_Exercise requirements:_ Copy out, word for word, the lines from the start of the data below through the line containing "and both collaborators'", and no others.

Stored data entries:
_ _ _
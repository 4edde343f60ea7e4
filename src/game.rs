use std::io;
use std::time::Instant;

use tracing::{debug, error, info};

use crate::board::Cell;
use crate::config::Settings;
use crate::direction::DirectionController;
use crate::engine::{self, Outcome};
use crate::food::FoodSource;
use crate::input::Input;
use crate::render::{Paint, Renderer};
use crate::scheduler::Scheduler;
use crate::snake::{Direction::{self, *}, Snake};
use crate::store::ScoreStore;

#[derive(Debug, Copy, Clone, PartialEq, Eq)]
pub enum Status {
    Running,
    Paused,
    Ended,
}

/// Everything that belongs to one game. Restarting replaces it wholesale.
#[derive(Debug, Clone, PartialEq, Eq)]
pub struct GameState {
    pub snake: Snake,
    pub food: Option<Cell>,
    pub score: u32,
    pub controller: DirectionController,
    pub status: Status,
}

impl GameState {
    /// A running game, or an ended one if there is nowhere to put food.
    pub fn new(snake: Snake, heading: Direction, food: Option<Cell>) -> Self {
        let status = if food.is_some() { Status::Running } else { Status::Ended };
        GameState { snake, food, score: 0, controller: DirectionController::new(heading), status }
    }

    /// The opening position: the snake stretched along the top row, heading right.
    pub fn fresh<F: FoodSource + ?Sized>(settings: &Settings, food_source: &mut F) -> Self {
        let block = settings.board.block();
        let head = Cell::new(block * (settings.snake_len as i32 - 1), 0);
        let snake = Snake::new(head, settings.snake_len, Right, block);
        let food = food_source.place(&settings.board, &snake);
        GameState::new(snake, Right, food)
    }

    pub fn heading(&self) -> Direction {
        self.controller.heading()
    }
}

/// The game loop: owns the state, the tick timer and both collaborators'
/// handles, and sequences a tick through controller, engine and renderer.
pub struct Game<F, S> {
    settings: Settings,
    state: GameState,
    high_score: u32,
    food_source: F,
    store: S,
    scheduler: Scheduler,
}

impl<F: FoodSource, S: ScoreStore> Game<F, S> {
    /// Starts a fresh game with its first tick due at `now`.
    pub fn new(settings: Settings, mut food_source: F, store: S, now: Instant) -> Self {
        let state = GameState::fresh(&settings, &mut food_source);
        Self::with_state(settings, state, food_source, store, now)
    }

    /// Resumes from an arbitrary state; a running state gets a tick due at `now`.
    pub fn with_state(settings: Settings, state: GameState, food_source: F, store: S, now: Instant) -> Self {
        let high_score = store.high_score();
        let mut scheduler = Scheduler::new(settings.tick);
        if state.status == Status::Running {
            scheduler.schedule_now(now);
        }

        info!(
            columns = settings.board.columns(),
            rows = settings.board.rows(),
            tick_ms = settings.tick.as_millis() as u64,
            high_score,
            "game started"
        );
        Game { settings, state, high_score, food_source, store, scheduler }
    }

    pub fn state(&self) -> &GameState {
        &self.state
    }

    pub fn status(&self) -> Status {
        self.state.status
    }

    pub fn score(&self) -> u32 {
        self.state.score
    }

    pub fn high_score(&self) -> u32 {
        self.high_score
    }

    pub fn store(&self) -> &S {
        &self.store
    }

    pub fn is_tick_pending(&self) -> bool {
        self.scheduler.is_pending()
    }

    pub fn next_tick(&self) -> Option<Instant> {
        self.scheduler.deadline()
    }

    pub fn handle_input<D: Renderer>(&mut self, input: Input, now: Instant, renderer: &mut D) -> io::Result<()> {
        match input {
            Input::Turn(direction) => {
                if let Err(reason) = self.state.controller.request_turn(direction, self.state.status) {
                    debug!(?direction, %reason, "turn ignored");
                }
                Ok(())
            }
            Input::TogglePause => self.toggle_pause(now, renderer),
            Input::Restart => self.restart(now, renderer),
            // Leaving is up to whoever drives the loop.
            Input::Quit => Ok(()),
        }
    }

    /// Runs the pending tick if it is due. Returns whether a tick ran.
    pub fn run_due<D: Renderer>(&mut self, now: Instant, renderer: &mut D) -> io::Result<bool> {
        if !self.scheduler.fire(now) {
            return Ok(false);
        }
        self.tick(now, renderer)?;
        Ok(true)
    }

    /// Throws the current game away and starts over, whatever the status.
    pub fn restart<D: Renderer>(&mut self, now: Instant, renderer: &mut D) -> io::Result<()> {
        self.scheduler.cancel();
        self.state = GameState::fresh(&self.settings, &mut self.food_source);
        self.high_score = self.store.high_score();
        info!(high_score = self.high_score, "game restarted");

        self.draw(renderer)?;
        if self.state.status == Status::Ended {
            return self.finish(renderer);
        }
        self.scheduler.schedule_now(now);
        Ok(())
    }

    /// Paints the board, snake, food and status line.
    pub fn draw<D: Renderer>(&self, renderer: &mut D) -> io::Result<()> {
        renderer.clear_board()?;
        for (i, cell) in self.state.snake.body().iter().enumerate() {
            let paint = if i == 0 { Paint::Head } else { Paint::Body };
            renderer.draw_cell(*cell, paint)?;
        }
        if let Some(food) = self.state.food {
            renderer.draw_cell(food, Paint::Food)?;
        }
        renderer.draw_status(self.state.score, self.high_score)
    }

    fn toggle_pause<D: Renderer>(&mut self, now: Instant, renderer: &mut D) -> io::Result<()> {
        match self.state.status {
            Status::Running => {
                self.state.status = Status::Paused;
                self.scheduler.cancel();
                info!(score = self.state.score, "paused");
                renderer.draw_overlay("Game Paused", "Press Space to Resume", None)
            }
            Status::Paused => {
                self.state.status = Status::Running;
                self.scheduler.schedule_now(now);
                info!("resumed");
                Ok(())
            }
            Status::Ended => Ok(()),
        }
    }

    fn tick<D: Renderer>(&mut self, now: Instant, renderer: &mut D) -> io::Result<()> {
        if self.state.status != Status::Running {
            return Ok(());
        }

        self.draw(renderer)?;
        self.state.controller.clear_tick_flag();

        let food = match self.state.food {
            Some(food) => food,
            None => return self.finish(renderer),
        };
        let heading = self.state.controller.heading();
        let adv = engine::advance(&self.settings.board, &self.state.snake, heading, food, &mut self.food_source);

        self.state.snake = adv.snake;
        self.state.food = adv.food;
        self.state.score += adv.score_delta;

        match adv.outcome {
            Outcome::Continue => {
                if adv.score_delta > 0 {
                    debug!(score = self.state.score, len = self.state.snake.len(), "food eaten");
                }
                self.scheduler.schedule_next(now);
                Ok(())
            }
            Outcome::Collided(collision) => {
                info!(?collision, score = self.state.score, "snake crashed");
                self.finish(renderer)
            }
            Outcome::BoardFull => {
                info!(score = self.state.score, "board filled");
                self.finish(renderer)
            }
        }
    }

    fn finish<D: Renderer>(&mut self, renderer: &mut D) -> io::Result<()> {
        self.state.status = Status::Ended;
        self.scheduler.cancel();

        let score = self.state.score;
        if score > self.high_score {
            self.high_score = score;
            match self.store.set_high_score(score) {
                Ok(()) => info!(score, "new high score"),
                Err(e) => error!("failed to save high score: {}", e),
            }
        }

        renderer.draw_status(score, self.high_score)?;
        renderer.draw_overlay("Game Over!", &format!("Score: {}", score), Some("Press 'R' to Restart"))
    }
}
_ _ _
_Exercise solution:_
repository 4edde343f60ea7e4
filename src/game.rs
use std::io;
use std::time::Instant;

use tracing::{debug, error, info};

use crate::board::Cell;
use crate::config::Settings;
use crate::direction::DirectionController;
use crate::engine::{self, Outcome};
use crate::food::FoodSource;
use crate::input::Input;
use crate::render::{Paint, Renderer};
use crate::scheduler::Scheduler;
use crate::snake::{Direction::{self, *}, Snake};
use crate::store::ScoreStore;

#[derive(Debug, Copy, Clone, PartialEq, Eq)]
pub enum Status {
    Running,
    Paused,
    Ended,
}

/// Everything that belongs to one game. Restarting replaces it wholesale.
#[derive(Debug, Clone, PartialEq, Eq)]
pub struct GameState {
    pub snake: Snake,
    pub food: Option<Cell>,
    pub score: u32,
    pub controller: DirectionController,
    pub status: Status,
}

impl GameState {
    /// A running game, or an ended one if there is nowhere to put food.
    pub fn new(snake: Snake, heading: Direction, food: Option<Cell>) -> Self {
        let status = if food.is_some() { Status::Running } else { Status::Ended };
        GameState { snake, food, score: 0, controller: DirectionController::new(heading), status }
    }

    /// The opening position: the snake stretched along the top row, heading right.
    pub fn fresh<F: FoodSource + ?Sized>(settings: &Settings, food_source: &mut F) -> Self {
        let block = settings.board.block();
        let head = Cell::new(block * (settings.snake_len as i32 - 1), 0);
        let snake = Snake::new(head, settings.snake_len, Right, block);
        let food = food_source.place(&settings.board, &snake);
        GameState::new(snake, Right, food)
    }

    pub fn heading(&self) -> Direction {
        self.controller.heading()
    }
}

/// The game loop: owns the state, the tick timer and both collaborators'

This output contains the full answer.